**Work required**
Report the number of lines in the data below where the string "Verifier" shows up, and only that number.

(Beginning of Supplied records)

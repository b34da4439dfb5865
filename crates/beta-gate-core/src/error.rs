//! # Error Types
//!
//! Errors that can occur in Beta Gate.
//!
//! Credential failures (`InvalidCredential`, `Verifier`) are expected branches
//! of normal operation: the gate turns them into a redirect and never shows
//! them to the client. Only configuration errors stop the process, and only
//! at startup.

use thiserror::Error;

/// Errors that can occur in the Beta Gate system.
#[derive(Debug, Error)]
pub enum GateError {
    /// The credential is malformed, wrongly signed, expired, or for another subject.
    #[error("Invalid credential: {0}")]
    InvalidCredential(String),

    /// The verification primitive itself failed unexpectedly.
    #[error("Verifier failure: {0}")]
    Verifier(String),

    /// The configuration is malformed or violates an invariant.
    #[error("Configuration error: {0}")]
    Config(String),

    /// The well-known fallback secret is in use where it is not allowed.
    #[error("Refusing to use the default shared secret in a {0} environment")]
    InsecureSecret(String),

    /// An I/O error occurred (config file, socket bind, server loop).
    #[error("I/O error: {0}")]
    Io(String),
}

impl GateError {
    /// Short machine-readable label used in structured log events.
    pub fn kind(&self) -> &'static str {
        match self {
            Self::InvalidCredential(_) => "invalid_credential",
            Self::Verifier(_) => "verifier_failure",
            Self::Config(_) => "config",
            Self::InsecureSecret(_) => "insecure_secret",
            Self::Io(_) => "io",
        }
    }
}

(End of Supplied records)

**Answer to the exercise**
4